Now that ObamaCare is here to stay, for now, the real work begins. How do we make the best of the situation and minimize the damage?


Tens of Thousands if not hundreds of thousands of mostly small employers self fund under a high deductible that will be going away in 2 years or less. This model has been extremely effective, save 15% on your auto insurance in 15 minutes comes to mind. Employers can offer the same benefits just 10-20% cheaper. It also has brought the expertise of true professionals onto the issues of excessive provider reimbursement, inefficient care, and cost control. Ten thousand engaged brokers and TPAs will deliver far better results then 500 politicians and 100 Academic quacks any day. This model is counter to the principals of ACA which is looking for high premiums and top down cost control. It is going to take some major efforts and lots of luck for these plans to survive. Small employers need to be prepared for not only a 10-20% increase when high deductible plans go away but a 30-50% increase when their new low deductible plan is community rated. If your in Ohio and rated 1-36 in small group everyone under 20 better be prepared. If your under 10 I don't think a 3 digit rate increase is out of the realm of possibility.


The people that think professionally are strong believers that a $100 tax, penalty, tax is going to prevent adverse selection. 30+ years of reality says it will just make the issue worse. Employers are going to have to find an affordable plan they can pay 100% of the employee cost for to maintain participation. Prepaid plans sponsored by a local health system might be back in vogue pretty quickly. Choice will be the first casualty of ACA.


Tax rates will be the second, when this doesn't work, reform always fails to do what reform says it will, the logical thing to do would be to scrap it, just like Medicare they will borrow to cover it instead.

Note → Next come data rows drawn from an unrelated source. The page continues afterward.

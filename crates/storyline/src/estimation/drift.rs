//! Scope drift between an original estimate and a re-estimate.

use serde::{Deserialize, Serialize};

use super::estimator::EstimationResult;
use super::scale::EffortPoints;

/// Scale distance at which a change counts as drift.
pub const MAJOR_STEP_CHANGE: usize = 2;

/// Outcome of comparing two estimates.
#[derive(Debug, Clone, PartialEq, Eq, Serialize, Deserialize)]
pub struct DriftAssessment {
    pub original_points: EffortPoints,
    pub new_points: EffortPoints,
    /// Distance between the two values on the effort scale.
    pub step_change: usize,
    pub is_major: bool,
    /// Human-readable drift message, present only when drift is signalled.
    #[serde(skip_serializing_if = "Option::is_none")]
    pub signal: Option<String>,
}

impl DriftAssessment {
    pub fn is_signalled(&self) -> bool {
        self.signal.is_some()
    }
}

/// Compare a fresh estimate against the original one.
///
/// Drift is signalled when the new value is 13 or more, or when it moved
/// at least two positions on the scale.
pub fn assess_drift(original: EffortPoints, new: EffortPoints) -> DriftAssessment {
    let step_change = original.steps_to(new);
    let is_major = step_change >= MAJOR_STEP_CHANGE;

    let signal = if new.value() >= 13 {
        Some(format!(
            "Estimate is {} (too large for one sprint; must split).",
            new
        ))
    } else if is_major {
        Some(format!(
            "Scope changed: estimate moved from {} to {}. Consider splitting or clarifying.",
            original, new
        ))
    } else {
        None
    };

    DriftAssessment {
        original_points: original,
        new_points: new,
        step_change,
        is_major,
        signal,
    }
}

/// Caller-owned estimation state for one editing session.
///
/// `original_points` is recorded once, at generation time, and is never
/// moved by revisions.
#[derive(Debug, Clone, Default, PartialEq, Eq, Serialize, Deserialize)]
pub struct SessionMeta {
    #[serde(default, skip_serializing_if = "Option::is_none")]
    pub original_points: Option<EffortPoints>,
    #[serde(default, skip_serializing_if = "Option::is_none")]
    pub last_estimate: Option<EstimationResult>,
}

impl SessionMeta {
    /// Start a session from the first estimate.
    pub fn on_generated(estimate: EstimationResult) -> Self {
        Self {
            original_points: Some(estimate.points),
            last_estimate: Some(estimate),
        }
    }

    /// Record a re-estimate after an edit.
    ///
    /// A session with no original yet adopts this estimate as the original
    /// and reports no drift.
    pub fn on_revised(&self, estimate: EstimationResult) -> (SessionMeta, DriftAssessment) {
        let original = self.original_points.unwrap_or(estimate.points);
        let assessment = assess_drift(original, estimate.points);

        if let Some(message) = &assessment.signal {
            tracing::info!(
                original = %original,
                new = %estimate.points,
                "{}",
                message
            );
        }

        let next = SessionMeta {
            original_points: Some(original),
            last_estimate: Some(estimate),
        };
        (next, assessment)
    }
}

Eventually we will hit our credit limit and when we do taxes will skyrocket. If you can't stomach health insurance as a career any longer accounting and financial planning are going to be very busy.

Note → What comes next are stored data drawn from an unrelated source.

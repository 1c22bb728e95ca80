//! Error types for the Storyline library.

use thiserror::Error;

/// Contract violations raised by the suggestion manager.
///
/// These indicate a caller bug rather than a data-quality problem, so they are
/// kept apart from anything the evaluator reports as a finding.
#[derive(Debug, Clone, PartialEq, Eq, Error)]
pub enum ValidationError {
    /// A field-scoped suggestion was requested without naming the field.
    #[error("field_name is required when scope is 'field'")]
    MissingFieldName,

    /// A suggestion snapshot is not a well-formed record.
    #[error("Malformed suggestion: {reason}")]
    MalformedSuggestion { reason: String },
}

/// Main error type for Storyline operations.
#[derive(Debug, Error)]
pub enum StorylineError {
    /// Suggestion manager contract violation.
    #[error(transparent)]
    Validation(#[from] ValidationError),

    /// Story points value that is not on the effort scale.
    #[error("Story points {0} are not on the effort scale (1, 2, 3, 5, 8, 13, 21)")]
    InvalidPoints(i64),

    /// JSON serialization/deserialization error.
    #[error("JSON error: {0}")]
    Json(#[from] serde_json::Error),

    /// Regex compilation error in a lexicon pattern.
    #[error("Regex error: {0}")]
    Regex(#[from] regex::Error),

    /// Configuration extraction error.
    #[error("Configuration error: {0}")]
    Config(#[from] Box<figment::Error>),
}

impl From<figment::Error> for StorylineError {
    fn from(err: figment::Error) -> Self {
        StorylineError::Config(Box::new(err))
    }
}

/// Result type alias for Storyline operations.
pub type Result<T> = std::result::Result<T, StorylineError>;

#[cfg(test)]
mod tests {
    use super::*;

    #[test]
    fn test_validation_error_messages() {
        assert_eq!(
            ValidationError::MissingFieldName.to_string(),
            "field_name is required when scope is 'field'"
        );

        let err = ValidationError::MalformedSuggestion {
            reason: "'after' is not an object".to_string(),
        };
        assert_eq!(err.to_string(), "Malformed suggestion: 'after' is not an object");
    }

    #[test]
    fn test_validation_error_converts() {
        let err: StorylineError = ValidationError::MissingFieldName.into();
        assert!(matches!(
            err,
            StorylineError::Validation(ValidationError::MissingFieldName)
        ));
    }
}
//! Build suggestions from before/after pairs and merge them back.

use chrono::Utc;
use serde_json::Value;
use sha2::{Digest, Sha256};

use crate::diff::diff;
use crate::error::{Result, ValidationError};
use crate::story::Story;

use super::suggestion::{Suggestion, SuggestionMetadata, SuggestionOptions, SuggestionScope};

/// Prefix of every suggestion id.
pub const SUGGESTION_ID_PREFIX: &str = "sugg_";

/// Hex digits of the digest kept in the id (48 bits).
const ID_HEX_DIGITS: usize = 12;

/// Metadata keys owned by the suggestion itself; extensions cannot shadow them.
const RESERVED_META_KEYS: [&str; 4] = ["created_at", "model", "temperature", "retrieval_used"];

/// Build a suggestion from two versions of a story.
///
/// Both snapshots are deep-copied, so later edits to the caller's values never
/// leak into the suggestion. Fails with [`ValidationError::MissingFieldName`]
/// when `scope` is [`SuggestionScope::Field`] and no field name is given.
pub fn build(
    before: &Value,
    after: &Value,
    scope: SuggestionScope,
    field_name: Option<&str>,
    options: &SuggestionOptions,
) -> Result<Suggestion> {
    let field_name = match scope {
        SuggestionScope::Field => match field_name.map(str::trim) {
            Some(name) if !name.is_empty() => Some(name.to_string()),
            _ => return Err(ValidationError::MissingFieldName.into()),
        },
        SuggestionScope::Full => None,
    };

    let before = before.clone();
    let after = after.clone();
    let diff = diff(&before, &after);
    let id = suggestion_id(&before, &after);

    let mut extensions = options.meta.clone();
    extensions.retain(|key, _| {
        let reserved = RESERVED_META_KEYS.contains(&key.as_str());
        if reserved {
            tracing::debug!(key = %key, "ignoring metadata extension that shadows a core key");
        }
        !reserved
    });

    tracing::debug!(id = %id, scope = %scope, ops = diff.len(), "built suggestion");

    Ok(Suggestion {
        id,
        scope,
        field_name,
        before,
        after,
        diff,
        metadata: SuggestionMetadata {
            created_at: Utc::now(),
            model: options.model.clone(),
            temperature: options.temperature,
            retrieval_used: options.retrieval_used,
            extensions,
        },
    })
}

/// Build a suggestion from two typed stories.
pub fn build_from_stories(
    before: &Story,
    after: &Story,
    scope: SuggestionScope,
    field_name: Option<&str>,
    options: &SuggestionOptions,
) -> Result<Suggestion> {
    build(&before.to_value()?, &after.to_value()?, scope, field_name, options)
}

/// Apply a suggestion to the current story and return the new story.
///
/// If `current` differs from the suggestion's `before` snapshot a warning is
/// logged and the suggestion is applied anyway; the last write wins. Neither
/// argument is modified.
pub fn apply(current: &Value, suggestion: &Suggestion) -> Result<Value> {
    if suggestion.is_stale_against(current) {
        tracing::warn!(
            suggestion = %suggestion.id,
            "current story differs from the suggestion's 'before' state; applying anyway"
        );
    }

    match &suggestion.after {
        Value::Object(_) => Ok(suggestion.after.clone()),
        other => Err(ValidationError::MalformedSuggestion {
            reason: format!("'after' must be a story object, found {}", kind_of(other)),
        }
        .into()),
    }
}

/// Apply a suggestion to a typed story.
pub fn apply_to_story(current: &Story, suggestion: &Suggestion) -> Result<Story> {
    let updated = apply(&current.to_value()?, suggestion)?;
    Story::from_value(updated)
}

/// Return the story as it was before the suggestion, for undo.
pub fn undo(suggestion: &Suggestion) -> Result<Value> {
    match &suggestion.before {
        Value::Object(_) => Ok(suggestion.before.clone()),
        other => Err(ValidationError::MalformedSuggestion {
            reason: format!("'before' must be a story object, found {}", kind_of(other)),
        }
        .into()),
    }
}

/// Derive the suggestion id for a (before, after) pair.
///
/// The id is the prefix plus the first 12 hex digits of SHA-256 over the
/// key-sorted serialization of both snapshots. Collisions are unlikely at
/// per-session volumes but not impossible.
pub fn suggestion_id(before: &Value, after: &Value) -> String {
    let mut canonical = String::new();
    canonical.push_str("{\"a\":");
    write_canonical(after, &mut canonical);
    canonical.push_str(",\"b\":");
    write_canonical(before, &mut canonical);
    canonical.push('}');

    let digest = format!("{:x}", Sha256::digest(canonical.as_bytes()));
    format!("{}{}", SUGGESTION_ID_PREFIX, &digest[..ID_HEX_DIGITS])
}

/// Compact JSON with object keys sorted at every depth.
fn write_canonical(value: &Value, out: &mut String) {
    match value {
        Value::Object(map) => {
            let mut keys: Vec<&String> = map.keys().collect();
            keys.sort();
            out.push('{');
            for (i, key) in keys.into_iter().enumerate() {
                if i > 0 {
                    out.push(',');
                }
                out.push_str(&Value::String(key.clone()).to_string());
                out.push(':');
                write_canonical(&map[key], out);
            }
            out.push('}');
        }
        Value::Array(items) => {
            out.push('[');
            for (i, item) in items.iter().enumerate() {
                if i > 0 {
                    out.push(',');
                }
                write_canonical(item, out);
            }
            out.push(']');
        }
        scalar => out.push_str(&scalar.to_string()),
    }
}

fn kind_of(value: &Value) -> &'static str {
    match value {
        Value::Null => "null",
        Value::Bool(_) => "a boolean",
        Value::Number(_) => "a number",
        Value::String(_) => "a string",
        Value::Array(_) => "an array",
        Value::Object(_) => "an object",
    }
}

Finally the practice of medicine is about to get considerably more altruistic. You would think providers learned their lesson after getting suckered on Medicare. This time they are not getting flowers and dinner first. 80-85% of spending goes to providers, when the budget is busted that is going to stick out like a cancer for the scalpel.


The one positive I see is every time government has tried to fix healthcare they have made a complete mess of things and created entire new industries to address it. There is going to be a whole lot of fixing to be done and thus a whole lot of work for those that identify it.